- AIM OF THE TASK
The answer must consist of the entire listing, repeated exactly.

- AVAILABLE RECORDS
//! AWS network topology provider for GridFlow
//!
//! This crate turns a resolved parameter record into a declarative network
//! topology and hands it to CloudFormation, which owns planning, dependency
//! resolution and state.
//!
//! # Pipeline
//!
//! 1. [`topology::compose`] builds the typed [`TopologyRequest`] (subnet
//!    tiers, security group, instance role, fleet, load balancer, listener,
//!    DNS alias) without touching the network
//! 2. [`template::synthesize`] lowers the request into the CloudFormation
//!    JSON document
//! 3. [`AwsProvider`] submits the document through the aws CLI
//!
//! # Requirements
//!
//! - The `aws` CLI must be installed and configured
//! - The hosted zone and the ACM certificate must already exist; they are
//!   referenced, never created, and only the engine validates them
//!
//! # Example
//!
//! ```ignore
//! use gridflow_cloud::CloudProvider;
//! use gridflow_cloud_aws::{AwsProvider, topology};
//!
//! let request = topology::compose(&params)?;
//! let provider = AwsProvider::for_topology(&request, params.region.clone());
//!
//! let plan = provider.plan(&request.to_resource_set()).await?;
//! let result = provider.apply(&plan).await?;
//! ```

pub mod awscli;
pub mod cidr;
pub mod error;
pub mod model;
pub mod provider;
pub mod template;
pub mod topology;
pub mod user_data;

pub use awscli::{AwsCli, CallerIdentity, StackInfo, StackResource};
pub use cidr::{CidrBlock, SubnetAllocator};
pub use error::{AwsError, Result};
pub use model::{
    DnsAliasSpec, FleetSpec, IngressRule, IngressSource, InstanceRoleSpec, ListenerSpec,
    LoadBalancerSpec, NetworkSpec, SecurityGroupSpec, SubnetSpec, SubnetTier, TargetGroupSpec,
    TopologyRequest,
};
pub use provider::AwsProvider;
pub use template::synthesize;
pub use topology::compose;
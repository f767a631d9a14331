//! Planned actions and apply results

use serde::{Deserialize, Serialize};

/// A planned change for one declared resource
#[derive(Debug, Clone, Serialize, Deserialize)]
pub struct Action {
    /// Unique identifier for the action (e.g., "create-vpc:lab81-proj-vpc")
    pub id: String,

    /// Type of change to perform
    pub action_type: ActionType,

    /// Resource type (e.g., "vpc", "subnet", "dns-record")
    pub resource_type: String,

    /// Resource identifier
    pub resource_id: String,

    /// Human-readable description of the change
    pub description: String,
}

/// Type of change to perform
#[derive(Debug, Clone, Copy, PartialEq, Eq, Serialize, Deserialize)]
#[serde(rename_all = "snake_case")]
pub enum ActionType {
    /// Create a new resource
    Create,
    /// Update an existing resource
    Update,
    /// Delete a resource
    Delete,
    /// No changes needed
    NoOp,
}

impl std::fmt::Display for ActionType {
    fn fmt(&self, f: &mut std::fmt::Formatter<'_>) -> std::fmt::Result {
        match self {
            ActionType::Create => write!(f, "create"),
            ActionType::Update => write!(f, "update"),
            ActionType::Delete => write!(f, "delete"),
            ActionType::NoOp => write!(f, "no-op"),
        }
    }
}

/// Ordered list of planned actions
#[derive(Debug, Clone, Serialize, Deserialize)]
pub struct Plan {
    pub actions: Vec<Action>,

    /// Whether the plan contains anything other than no-ops
    pub has_changes: bool,
}

impl Plan {
    pub fn new(actions: Vec<Action>) -> Self {
        let has_changes = actions.iter().any(|a| a.action_type != ActionType::NoOp);
        Self {
            actions,
            has_changes,
        }
    }

    pub fn empty() -> Self {
        Self::new(Vec::new())
    }

    pub fn actions_by_type(&self, action_type: ActionType) -> Vec<&Action> {
        self.actions
            .iter()
            .filter(|a| a.action_type == action_type)
            .collect()
    }

    pub fn summary(&self) -> PlanSummary {
        PlanSummary {
            create: self.actions_by_type(ActionType::Create).len(),
            update: self.actions_by_type(ActionType::Update).len(),
            delete: self.actions_by_type(ActionType::Delete).len(),
            no_change: self.actions_by_type(ActionType::NoOp).len(),
        }
    }
}

/// Counts of planned actions per type
#[derive(Debug, Clone, PartialEq, Eq)]
pub struct PlanSummary {
    pub create: usize,
    pub update: usize,
    pub delete: usize,
    pub no_change: usize,
}

impl std::fmt::Display for PlanSummary {
    fn fmt(&self, f: &mut std::fmt::Formatter<'_>) -> std::fmt::Result {
        write!(
            f,
            "{} to create, {} to update, {} to delete, {} unchanged",
            self.create, self.update, self.delete, self.no_change
        )
    }
}

/// Result of applying a plan
#[derive(Debug, Clone, Default, Serialize, Deserialize)]
pub struct ApplyResult {
    pub succeeded: Vec<ActionResult>,
    pub failed: Vec<ActionResult>,

    /// Total execution time in milliseconds
    pub duration_ms: u64,
}

impl ApplyResult {
    pub fn new() -> Self {
        Self::default()
    }

    pub fn is_success(&self) -> bool {
        self.failed.is_empty()
    }

    pub fn add_success(&mut self, action_id: impl Into<String>, message: impl Into<String>) {
        self.succeeded.push(ActionResult {
            action_id: action_id.into(),
            message: message.into(),
            error: None,
        });
    }

    pub fn add_failure(&mut self, action_id: impl Into<String>, error: impl Into<String>) {
        self.failed.push(ActionResult {
            action_id: action_id.into(),
            message: String::new(),
            error: Some(error.into()),
        });
    }
}

/// Outcome of a single action
#[derive(Debug, Clone, Serialize, Deserialize)]
pub struct ActionResult {
    pub action_id: String,
    pub message: String,
    pub error: Option<String>,
}

impl ActionResult {
    pub fn is_success(&self) -> bool {
        self.error.is_none()
    }
}

#[cfg(test)]
mod tests {
    use super::*;

    fn action(id: &str, action_type: ActionType) -> Action {
        Action {
            id: id.to_string(),
            action_type,
            resource_type: "vpc".to_string(),
            resource_id: id.to_string(),
            description: String::new(),
        }
    }

    #[test]
    fn test_plan_summary_counts() {
        let plan = Plan::new(vec![
            action("a", ActionType::Create),
            action("b", ActionType::Create),
            action("c", ActionType::NoOp),
            action("d", ActionType::Update),
        ]);

        let summary = plan.summary();
        assert_eq!(summary.create, 2);
        assert_eq!(summary.update, 1);
        assert_eq!(summary.delete, 0);
        assert_eq!(summary.no_change, 1);
        assert!(plan.has_changes);
    }

    #[test]
    fn test_noop_only_plan_has_no_changes() {
        let plan = Plan::new(vec![action("a", ActionType::NoOp)]);
        assert!(!plan.has_changes);

        let empty = Plan::empty();
        assert!(!empty.has_changes);
        assert!(empty.actions.is_empty());
    }

    #[test]
    fn test_apply_result_success_tracking() {
        let mut result = ApplyResult::new();
        result.add_success("create-vpc", "stack deployed");
        assert!(result.is_success());

        result.add_failure("create-record", "zone not found");
        assert!(!result.is_success());
        assert!(!result.failed[0].is_success());
    }
}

- EXERCISE RESULT
//! AWS network topology provider for GridFlow
//!
//! This crate turns a resolved parameter record into a declarative network
//! topology and hands it to CloudFormation, which owns planning, dependency
//! resolution and state.
//!
//! # Pipeline
//!
//! 1. [`topology::compose`] builds the typed [`TopologyRequest`] (subnet
//!    tiers, security group, instance role, fleet, load balancer, listener,
//!    DNS alias) without touching the network
//! 2. [`template::synthesize`] lowers the request into the CloudFormation
//!    JSON document
//! 3. [`AwsProvider`] submits the document through the aws CLI
//!
//! # Requirements
//!
//! - The `aws` CLI must be installed and configured
//! - The hosted zone and the ACM certificate must already exist; they are
//!   referenced, never created, and only the engine validates them
//!
//! # Example
//!
//! ```ignore
//! use gridflow_cloud::CloudProvider;
//! use gridflow_cloud_aws::{AwsProvider, topology};
//!
//! let request = topology::compose(&params)?;
//! let provider = AwsProvider::for_topology(&request, params.region.clone());
//!
//! let plan = provider.plan(&request.to_resource_set()).await?;
//! let result = provider.apply(&plan).await?;
//! ```

pub mod awscli;
pub mod cidr;
pub mod error;
pub mod model;
pub mod provider;
pub mod template;
pub mod topology;
pub mod user_data;

pub use awscli::{AwsCli, CallerIdentity, StackInfo, StackResource};
pub use cidr::{CidrBlock, SubnetAllocator};
pub use error::{AwsError, Result};
pub use model::{
    DnsAliasSpec, FleetSpec, IngressRule, IngressSource, InstanceRoleSpec, ListenerSpec,
    LoadBalancerSpec, NetworkSpec, SecurityGroupSpec, SubnetSpec, SubnetTier, TargetGroupSpec,
    TopologyRequest,
};
pub use provider::AwsProvider;
pub use template::synthesize;
pub use topology::compose;
repository f767a631d9a14331
//! Planned actions and apply results

use serde::{Deserialize, Serialize};

/// A planned change for one declared resource
#[derive(Debug, Clone, Serialize, Deserialize)]
pub struct Action {
    /// Unique identifier for the action (e.g., "create-vpc:lab81-proj-vpc")
    pub id: String,

    /// Type of change to perform
    pub action_type: ActionType,

    /// Resource type (e.g., "vpc", "subnet", "dns-record")
    pub resource_type: String,

    /// Resource identifier
    pub resource_id: String,

    /// Human-readable description of the change
    pub description: String,
}

/// Type of change to perform
#[derive(Debug, Clone, Copy, PartialEq, Eq, Serialize, Deserialize)]
#[serde(rename_all = "snake_case")]
pub enum ActionType {
    /// Create a new resource
    Create,
    /// Update an existing resource
    Update,
    /// Delete a resource
    Delete,
    /// No changes needed
    NoOp,
}

impl std::fmt::Display for ActionType {
    fn fmt(&self, f: &mut std::fmt::Formatter<'_>) -> std::fmt::Result {
        match self {
            ActionType::Create => write!(f, "create"),
            ActionType::Update => write!(f, "update"),
            ActionType::Delete => write!(f, "delete"),
            ActionType::NoOp => write!(f, "no-op"),
        }
    }
}

/// Ordered list of planned actions
#[derive(Debug, Clone, Serialize, Deserialize)]
pub struct Plan {
    pub actions: Vec<Action>,

    /// Whether the plan contains anything other than no-ops
    pub has_changes: bool,
}

impl Plan {
    pub fn new(actions: Vec<Action>) -> Self {
        let has_changes = actions.iter().any(|a| a.action_type != ActionType::NoOp);
        Self {
            actions,
            has_changes,
        }
    }

    pub fn empty() -> Self {
        Self::new(Vec::new())
    }

    pub fn actions_by_type(&self, action_type: ActionType) -> Vec<&Action> {
        self.actions
            .iter()
            .filter(|a| a.action_type == action_type)
            .collect()
    }

    pub fn summary(&self) -> PlanSummary {
        PlanSummary {
            create: self.actions_by_type(ActionType::Create).len(),
            update: self.actions_by_type(ActionType::Update).len(),
            delete: self.actions_by_type(ActionType::Delete).len(),
            no_change: self.actions_by_type(ActionType::NoOp).len(),
        }
    }
}

/// Counts of planned actions per type
#[derive(Debug, Clone, PartialEq, Eq)]
pub struct PlanSummary {
    pub create: usize,
    pub update: usize,
    pub delete: usize,
    pub no_change: usize,
}

impl std::fmt::Display for PlanSummary {
    fn fmt(&self, f: &mut std::fmt::Formatter<'_>) -> std::fmt::Result {
        write!(
            f,
            "{} to create, {} to update, {} to delete, {} unchanged",
            self.create, self.update, self.delete, self.no_change
        )
    }
}

/// Result of applying a plan
#[derive(Debug, Clone, Default, Serialize, Deserialize)]
pub struct ApplyResult {
    pub succeeded: Vec<ActionResult>,
    pub failed: Vec<ActionResult>,

    /// Total execution time in milliseconds
    pub duration_ms: u64,
}

impl ApplyResult {
    pub fn new() -> Self {
        Self::default()
    }

    pub fn is_success(&self) -> bool {
        self.failed.is_empty()
    }

    pub fn add_success(&mut self, action_id: impl Into<String>, message: impl Into<String>) {
        self.succeeded.push(ActionResult {
            action_id: action_id.into(),
            message: message.into(),
            error: None,
        });
    }

    pub fn add_failure(&mut self, action_id: impl Into<String>, error: impl Into<String>) {
        self.failed.push(ActionResult {
            action_id: action_id.into(),
            message: String::new(),
            error: Some(error.into()),
        });
    }
}

/// Outcome of a single action
#[derive(Debug, Clone, Serialize, Deserialize)]
pub struct ActionResult {
    pub action_id: String,
    pub message: String,
    pub error: Option<String>,
}

impl ActionResult {
    pub fn is_success(&self) -> bool {
        self.error.is_none()
    }
}

#[cfg(test)]
mod tests {
    use super::*;

    fn action(id: &str, action_type: ActionType) -> Action {
        Action {
            id: id.to_string(),
            action_type,
            resource_type: "vpc".to_string(),
            resource_id: id.to_string(),
            description: String::new(),
        }
    }

    #[test]
    fn test_plan_summary_counts() {
        let plan = Plan::new(vec![
            action("a", ActionType::Create),
            action("b", ActionType::Create),
            action("c", ActionType::NoOp),
            action("d", ActionType::Update),
        ]);

        let summary = plan.summary();
        assert_eq!(summary.create, 2);
        assert_eq!(summary.update, 1);
        assert_eq!(summary.delete, 0);
        assert_eq!(summary.no_change, 1);
        assert!(plan.has_changes);
    }

    #[test]
    fn test_noop_only_plan_has_no_changes() {
        let plan = Plan::new(vec![action("a", ActionType::NoOp)]);
        assert!(!plan.has_changes);

        let empty = Plan::empty();
        assert!(!empty.has_changes);
        assert!(empty.actions.is_empty());
    }

    #[test]
    fn test_apply_result_success_tracking() {
        let mut result = ApplyResult::new();
        result.add_success("create-vpc", "stack deployed");
        assert!(result.is_success());

        result.add_failure("create-record", "zone not found");
        assert!(!result.is_success());
        assert!(!result.failed[0].is_success());
    }
}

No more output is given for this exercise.